Autumn is about how one survives, when the world as you know it is gone.  Can you deal with the loss of everyone that you loved, and is life even still worth living?  Even conversation becomes a struggle, because everything always leads back to the fact that the world is gone. Even though the book covers such a short time period, the characters are so clearly damaged.  Each breathe the survivors take is an absolute struggle. Though everything is free for the taking now that society has crumbled, getting food is a danger because of the threat of the zombies. Even everyday necessities like hydro, running water and heat become luxuries. The survivors quickly learn that the things once prized are worthless now, because they do nothing to aid in subsistence.

Moody does an amazing job of slowly building the tension of the story.  Even though this book is a dystopian zombie story, as a reader, I found that I had no problem identifying with the characters fear.  In the end, Michael and Emma are left, and I'm worried that this is going to turn into the typical boy protects girl dynamic that these stories often descend into, because Michael has shown what are very clearly protective urges where Emma is concerned, though there does seem to be an equal division labour between the sexes so far. 

If you are a fan of The Walking Dead, I think that you will find this book very enjoyable, because it has the very same stark desperateness to it.

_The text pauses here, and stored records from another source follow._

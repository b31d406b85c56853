use serde_repr::{Deserialize_repr, Serialize_repr};

use crate::StoreError;

/// Lifecycle state persisted alongside the device credential.
///
/// Wire values match the Go client's FdoDeviceState enum so blobs are
/// interchangeable between implementations.
#[derive(Debug, Clone, Copy, PartialEq, Eq, Serialize_repr, Deserialize_repr)]
#[repr(u8)]
pub enum DeviceState {
    PreDi = 1,
    PreTo1 = 2,
    Idle = 3,
    Resale = 4,
    Error = 5,
}

impl DeviceState {
    /// Checks the state transition invariant: DI moves `PreDi` to
    /// `PreTo1`, a successful TO2 moves `PreTo1` to `Idle`, and a
    /// resale request moves `Idle` back to `PreTo1`.
    pub fn verify_transition(self, to: DeviceState) -> Result<(), StoreError> {
        let allowed = matches!(
            (self, to),
            (DeviceState::PreDi, DeviceState::PreTo1)
                | (DeviceState::PreTo1, DeviceState::Idle)
                | (DeviceState::Idle, DeviceState::PreTo1)
        );
        if allowed {
            Ok(())
        } else {
            Err(StoreError::InvalidTransition { from: self, to })
        }
    }
}

impl std::fmt::Display for DeviceState {
    fn fmt(&self, f: &mut std::fmt::Formatter<'_>) -> std::fmt::Result {
        let text = match self {
            DeviceState::PreDi => "ready for DI",
            DeviceState::PreTo1 => "ready for ownership transfer",
            DeviceState::Idle => "ownership transfer done",
            DeviceState::Resale => "ready for ownership transfer (resale)",
            DeviceState::Error => "error",
        };
        write!(f, "{}", text)
    }
}

#[cfg(test)]
mod tests {
    use super::*;

    #[test]
    fn test_allowed_transitions() {
        assert!(DeviceState::PreDi
            .verify_transition(DeviceState::PreTo1)
            .is_ok());
        assert!(DeviceState::PreTo1
            .verify_transition(DeviceState::Idle)
            .is_ok());
        assert!(DeviceState::Idle
            .verify_transition(DeviceState::PreTo1)
            .is_ok());
    }

    #[test]
    fn test_rejected_transitions() {
        assert!(DeviceState::PreDi
            .verify_transition(DeviceState::Idle)
            .is_err());
        assert!(DeviceState::Idle
            .verify_transition(DeviceState::Idle)
            .is_err());
        assert!(DeviceState::Error
            .verify_transition(DeviceState::PreTo1)
            .is_err());
        assert!(DeviceState::PreTo1
            .verify_transition(DeviceState::PreDi)
            .is_err());
    }
}
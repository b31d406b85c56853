//! Configuration layering for the client commands: defaults, then the
//! optional YAML config file, then CLI flags, with the CLI winning.

use std::path::{Path, PathBuf};
use std::str::FromStr;
use std::time::Duration;

use anyhow::{anyhow, bail, Context, Result};
use serde::Deserialize;

use fdo_client_util::upload_access::UploadAccessList;
use fdo_onboard_core::{CipherSuite, KexSuite, OnboardConfig};

/// Key types supported for the device credential.
#[derive(Debug, Clone, Copy, PartialEq, Eq)]
pub enum KeyType {
    Ec256,
    Ec384,
    Rsa2048,
    Rsa3072,
}

impl KeyType {
    pub fn name(&self) -> &'static str {
        match self {
            KeyType::Ec256 => "ec256",
            KeyType::Ec384 => "ec384",
            KeyType::Rsa2048 => "rsa2048",
            KeyType::Rsa3072 => "rsa3072",
        }
    }
}

impl FromStr for KeyType {
    type Err = anyhow::Error;

    fn from_str(s: &str) -> Result<Self> {
        match s {
            "ec256" => Ok(KeyType::Ec256),
            "ec384" => Ok(KeyType::Ec384),
            "rsa2048" => Ok(KeyType::Rsa2048),
            "rsa3072" => Ok(KeyType::Rsa3072),
            other => Err(anyhow!(
                "invalid --key type: '{}' [options: ec256, ec384, rsa2048, rsa3072]",
                other
            )),
        }
    }
}

/// Public key encodings for the manufacturer key in DI.
#[derive(Debug, Clone, Copy, PartialEq, Eq)]
pub enum KeyEncoding {
    X509,
    X5Chain,
    Cose,
}

impl FromStr for KeyEncoding {
    type Err = anyhow::Error;

    fn from_str(s: &str) -> Result<Self> {
        match s.to_ascii_lowercase().as_str() {
            "x509" => Ok(KeyEncoding::X509),
            "x5chain" => Ok(KeyEncoding::X5Chain),
            "cose" => Ok(KeyEncoding::Cose),
            other => Err(anyhow!("invalid DI key encoding: {}", other)),
        }
    }
}

/// The config file as deserialized from YAML. All fields optional;
/// the merge step applies defaults and CLI overrides.
#[derive(Debug, Default, Deserialize)]
#[serde(deny_unknown_fields)]
pub struct FileConfig {
    pub blob: Option<PathBuf>,
    pub debug: Option<bool>,
    pub key: Option<String>,
    #[serde(rename = "device-init", default)]
    pub device_init: DeviceInitFileConfig,
    #[serde(default)]
    pub onboard: OnboardFileConfig,
}

#[derive(Debug, Default, Deserialize)]
#[serde(deny_unknown_fields)]
pub struct DeviceInitFileConfig {
    #[serde(rename = "server-url")]
    pub server_url: Option<String>,
    #[serde(rename = "key-enc")]
    pub key_enc: Option<String>,
    #[serde(rename = "device-info")]
    pub device_info: Option<String>,
    #[serde(rename = "device-info-mac")]
    pub device_info_mac: Option<String>,
    #[serde(rename = "insecure-tls")]
    pub insecure_tls: Option<bool>,
    #[serde(rename = "serial-number")]
    pub serial_number: Option<String>,
}

#[derive(Debug, Default, Deserialize)]
#[serde(deny_unknown_fields)]
pub struct OnboardFileConfig {
    pub kex: Option<String>,
    pub cipher: Option<String>,
    pub download: Option<PathBuf>,
    #[serde(rename = "insecure-tls")]
    pub insecure_tls: Option<bool>,
    #[serde(rename = "max-serviceinfo-size")]
    pub max_serviceinfo_size: Option<u32>,
    #[serde(rename = "allow-credential-reuse")]
    pub allow_credential_reuse: Option<bool>,
    pub resale: Option<bool>,
    #[serde(rename = "to2-retry-delay")]
    pub to2_retry_delay: Option<u64>,
    #[serde(default)]
    pub upload: Vec<String>,
    #[serde(rename = "wget-dir")]
    pub wget_dir: Option<PathBuf>,
}

impl FileConfig {
    pub fn load(path: Option<&Path>) -> Result<Self> {
        match path {
            None => Ok(FileConfig::default()),
            Some(path) => {
                let contents = std::fs::read_to_string(path)
                    .with_context(|| format!("failed to read config file {:?}", path))?;
                serde_yaml::from_str(&contents)
                    .with_context(|| format!("failed to parse config file {:?}", path))
            }
        }
    }
}

/// Global settings shared by every subcommand.
#[derive(Debug, Clone)]
pub struct GlobalConfig {
    pub blob: PathBuf,
    pub debug: bool,
    pub key: Option<KeyType>,
}

impl GlobalConfig {
    pub fn merge(
        file: &FileConfig,
        blob: Option<PathBuf>,
        debug: bool,
        key: Option<String>,
    ) -> Result<Self> {
        let blob = blob
            .or_else(|| file.blob.clone())
            .ok_or_else(|| anyhow!("--blob must be specified (via CLI or config file)"))?;
        let key = match key.or_else(|| file.key.clone()) {
            Some(key) => Some(key.parse()?),
            None => None,
        };
        Ok(GlobalConfig {
            blob,
            debug: debug || file.debug.unwrap_or(false),
            key,
        })
    }
}

/// Resolved device-init settings.
#[derive(Debug, Clone)]
pub struct DeviceInitConfig {
    pub server_url: String,
    pub key: KeyType,
    pub key_enc: KeyEncoding,
    pub device_info: Option<String>,
    pub device_info_mac: Option<String>,
    pub insecure_tls: bool,
    pub serial_number: Option<String>,
}

pub struct DeviceInitCliArgs {
    pub server_url: Option<String>,
    pub key_enc: Option<String>,
    pub device_info: Option<String>,
    pub device_info_mac: Option<String>,
    pub insecure_tls: bool,
    pub serial_number: Option<String>,
}

impl DeviceInitConfig {
    pub fn merge(global: &GlobalConfig, file: &FileConfig, cli: DeviceInitCliArgs) -> Result<Self> {
        let server_url = cli
            .server_url
            .or_else(|| file.device_init.server_url.clone())
            .ok_or_else(|| {
                anyhow!("server-url is required (via positional argument, or config file)")
            })?;
        let key = global
            .key
            .ok_or_else(|| anyhow!("--key is required (via CLI flag or config file)"))?;
        let key_enc = cli
            .key_enc
            .or_else(|| file.device_init.key_enc.clone())
            .unwrap_or_else(|| "x509".to_string())
            .parse()?;

        let config = DeviceInitConfig {
            server_url,
            key,
            key_enc,
            device_info: cli.device_info.or_else(|| file.device_init.device_info.clone()),
            device_info_mac: cli
                .device_info_mac
                .or_else(|| file.device_init.device_info_mac.clone()),
            insecure_tls: cli.insecure_tls || file.device_init.insecure_tls.unwrap_or(false),
            serial_number: cli
                .serial_number
                .or_else(|| file.device_init.serial_number.clone()),
        };
        config.validate()?;
        Ok(config)
    }

    fn validate(&self) -> Result<()> {
        if self.device_info.is_some() && self.device_info_mac.is_some() {
            bail!("can't specify both --device-info and --device-info-mac");
        }
        let parsed = url::Url::parse(&self.server_url)
            .map_err(|_| anyhow!("invalid DI URL: {}", self.server_url))?;
        if parsed.host_str().is_none() {
            bail!("invalid DI URL: {}", self.server_url);
        }
        Ok(())
    }
}

/// Resolved onboard settings: the transfer-loop configuration plus
/// the service info module wiring.
#[derive(Debug)]
pub struct OnboardCommandConfig {
    pub onboard: OnboardConfig,
    pub fsim: FsimConfig,
}

/// Service info module (FSIM) wiring from CLI/config.
#[derive(Debug, Default, Clone)]
pub struct FsimConfig {
    /// Overrides the owner-chosen destination for fdo.download.
    pub download_dir: Option<PathBuf>,
    /// Overrides the owner-chosen destination for fdo.wget.
    pub wget_dir: Option<PathBuf>,
    /// Files and directories the owner may read via fdo.upload.
    pub uploads: UploadAccessList,
}

pub struct OnboardCliArgs {
    pub kex: Option<String>,
    pub cipher: Option<String>,
    pub download: Option<PathBuf>,
    pub insecure_tls: bool,
    pub max_serviceinfo_size: Option<u32>,
    pub allow_credential_reuse: bool,
    pub resale: bool,
    pub to2_retry_delay: Option<u64>,
    pub upload: Vec<String>,
    pub wget_dir: Option<PathBuf>,
}

impl OnboardCommandConfig {
    pub fn merge(file: &FileConfig, cli: OnboardCliArgs) -> Result<Self> {
        let cipher: CipherSuite = cli
            .cipher
            .or_else(|| file.onboard.cipher.clone())
            .unwrap_or_else(|| "A128GCM".to_string())
            .parse()?;
        let kex: KexSuite = cli
            .kex
            .or_else(|| file.onboard.kex.clone())
            .ok_or_else(|| anyhow!("--kex is required (via CLI flag or config file)"))?
            .parse()?;

        let max_serviceinfo_size = cli
            .max_serviceinfo_size
            .or(file.onboard.max_serviceinfo_size)
            .unwrap_or(1300);
        if max_serviceinfo_size > u32::from(u16::MAX) {
            bail!("max-serviceinfo-size must be between 0 and {}", u16::MAX);
        }

        let download_dir = cli.download.or_else(|| file.onboard.download.clone());
        if let Some(dir) = &download_dir {
            if !dir.exists() {
                bail!("invalid download directory: {}", dir.display());
            }
        }
        let wget_dir = cli.wget_dir.or_else(|| file.onboard.wget_dir.clone());
        if let Some(dir) = &wget_dir {
            if !dir.exists() {
                bail!("invalid wget directory: {}", dir.display());
            }
        }

        let mut uploads = UploadAccessList::new();
        for paths in cli.upload.iter().chain(file.onboard.upload.iter()) {
            for path in paths.split(',') {
                if !Path::new(path).exists() {
                    bail!("file doesn't exist: {}", path);
                }
            }
            uploads.insert(paths)?;
        }
        // No restrictions given: the owner may read any file the
        // client process can.
        if uploads.is_empty() {
            uploads.allow_all();
        }

        let to2_retry_delay = cli
            .to2_retry_delay
            .or(file.onboard.to2_retry_delay)
            .unwrap_or(0);

        Ok(OnboardCommandConfig {
            onboard: OnboardConfig {
                cipher_suite: cipher,
                kex_suite: kex,
                max_serviceinfo_size: max_serviceinfo_size as u16,
                allow_credential_reuse: cli.allow_credential_reuse
                    || file.onboard.allow_credential_reuse.unwrap_or(false),
                to2_retry_delay: Duration::from_secs(to2_retry_delay),
                insecure_tls: cli.insecure_tls || file.onboard.insecure_tls.unwrap_or(false),
                resale: cli.resale || file.onboard.resale.unwrap_or(false),
            },
            fsim: FsimConfig {
                download_dir,
                wget_dir,
                uploads,
            },
        })
    }
}

#[cfg(test)]
mod tests {
    use super::*;

    fn onboard_cli_defaults() -> OnboardCliArgs {
        OnboardCliArgs {
            kex: None,
            cipher: None,
            download: None,
            insecure_tls: false,
            max_serviceinfo_size: None,
            allow_credential_reuse: false,
            resale: false,
            to2_retry_delay: None,
            upload: vec![],
            wget_dir: None,
        }
    }

    #[test]
    fn test_file_config_parse() {
        let yaml = r#"
blob: /var/lib/fdo/cred.bin
key: ec256
onboard:
  kex: ECDH256
  cipher: A256GCM
  to2-retry-delay: 3
device-init:
  server-url: http://mfg.example.com:8038
  serial-number: ABC123
"#;
        let config: FileConfig = serde_yaml::from_str(yaml).unwrap();
        assert_eq!(config.blob, Some(PathBuf::from("/var/lib/fdo/cred.bin")));
        assert_eq!(config.onboard.kex.as_deref(), Some("ECDH256"));
        assert_eq!(config.onboard.to2_retry_delay, Some(3));
        assert_eq!(
            config.device_init.server_url.as_deref(),
            Some("http://mfg.example.com:8038")
        );
    }

    #[test]
    fn test_unknown_config_keys_rejected() {
        assert!(serde_yaml::from_str::<FileConfig>("blobb: /x\n").is_err());
    }

    #[test]
    fn test_cli_overrides_file() {
        let file: FileConfig = serde_yaml::from_str("blob: /from/file\nkey: ec256\n").unwrap();
        let global = GlobalConfig::merge(
            &file,
            Some(PathBuf::from("/from/cli")),
            false,
            Some("rsa2048".to_string()),
        )
        .unwrap();
        assert_eq!(global.blob, PathBuf::from("/from/cli"));
        assert_eq!(global.key, Some(KeyType::Rsa2048));
    }

    #[test]
    fn test_file_fills_missing_cli() {
        let file: FileConfig = serde_yaml::from_str("blob: /from/file\ndebug: true\n").unwrap();
        let global = GlobalConfig::merge(&file, None, false, None).unwrap();
        assert_eq!(global.blob, PathBuf::from("/from/file"));
        assert!(global.debug);
        assert!(global.key.is_none());
    }

    #[test]
    fn test_blob_required() {
        assert!(GlobalConfig::merge(&FileConfig::default(), None, false, None).is_err());
    }

    #[test]
    fn test_onboard_requires_kex() {
        let err = OnboardCommandConfig::merge(&FileConfig::default(), onboard_cli_defaults())
            .unwrap_err();
        assert!(err.to_string().contains("--kex is required"));
    }

    #[test]
    fn test_onboard_invalid_cipher_rejected() {
        let mut cli = onboard_cli_defaults();
        cli.kex = Some("ECDH384".to_string());
        cli.cipher = Some("ROT13".to_string());
        assert!(OnboardCommandConfig::merge(&FileConfig::default(), cli).is_err());
    }

    #[test]
    fn test_onboard_defaults_and_upload_sentinel() {
        let mut cli = onboard_cli_defaults();
        cli.kex = Some("ECDH384".to_string());
        let config = OnboardCommandConfig::merge(&FileConfig::default(), cli).unwrap();
        assert_eq!(config.onboard.cipher_suite, CipherSuite::A128Gcm);
        assert_eq!(config.onboard.max_serviceinfo_size, 1300);
        assert_eq!(config.onboard.to2_retry_delay, Duration::ZERO);
        // Without restrictions, uploads resolve anywhere.
        assert!(config.fsim.uploads.resolve("etc/hostname").is_some());
    }

    #[test]
    fn test_onboard_missing_upload_path_rejected() {
        let mut cli = onboard_cli_defaults();
        cli.kex = Some("ECDH384".to_string());
        cli.upload = vec!["/does/not/exist/anywhere".to_string()];
        let err = OnboardCommandConfig::merge(&FileConfig::default(), cli).unwrap_err();
        assert!(err.to_string().contains("doesn't exist"));
    }

    #[test]
    fn test_device_init_validation() {
        let file = FileConfig::default();
        let global = GlobalConfig {
            blob: PathBuf::from("/tmp/cred.bin"),
            debug: false,
            key: Some(KeyType::Ec256),
        };
        let cli = DeviceInitCliArgs {
            server_url: Some("http://mfg.example.com:8038".to_string()),
            key_enc: None,
            device_info: Some("dev".to_string()),
            device_info_mac: Some("eth0".to_string()),
            insecure_tls: false,
            serial_number: None,
        };
        let err = DeviceInitConfig::merge(&global, &file, cli).unwrap_err();
        assert!(err
            .to_string()
            .contains("can't specify both --device-info and --device-info-mac"));
    }

    #[test]
    fn test_device_init_bad_url_rejected() {
        let file = FileConfig::default();
        let global = GlobalConfig {
            blob: PathBuf::from("/tmp/cred.bin"),
            debug: false,
            key: Some(KeyType::Ec256),
        };
        let cli = DeviceInitCliArgs {
            server_url: Some("not-a-url".to_string()),
            key_enc: None,
            device_info: None,
            device_info_mac: None,
            insecure_tls: false,
            serial_number: Some("ABC".to_string()),
        };
        assert!(DeviceInitConfig::merge(&global, &file, cli).is_err());
    }
}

It is extremely descriptive and reading it, one can almost smell the rot of the dead and the spoiled food swirling the air. Moody's writing is concise, he never uses ten words where one will do, and this gives us a swiftly moving story, though at times it is a touch repetitive in its effort to ensure that the desperateness of the situation, and dark emotions of the characters comes through.  I thoroughly enjoyed this story and hope that as it moves into the second book, we will see a greater diversity of survivors.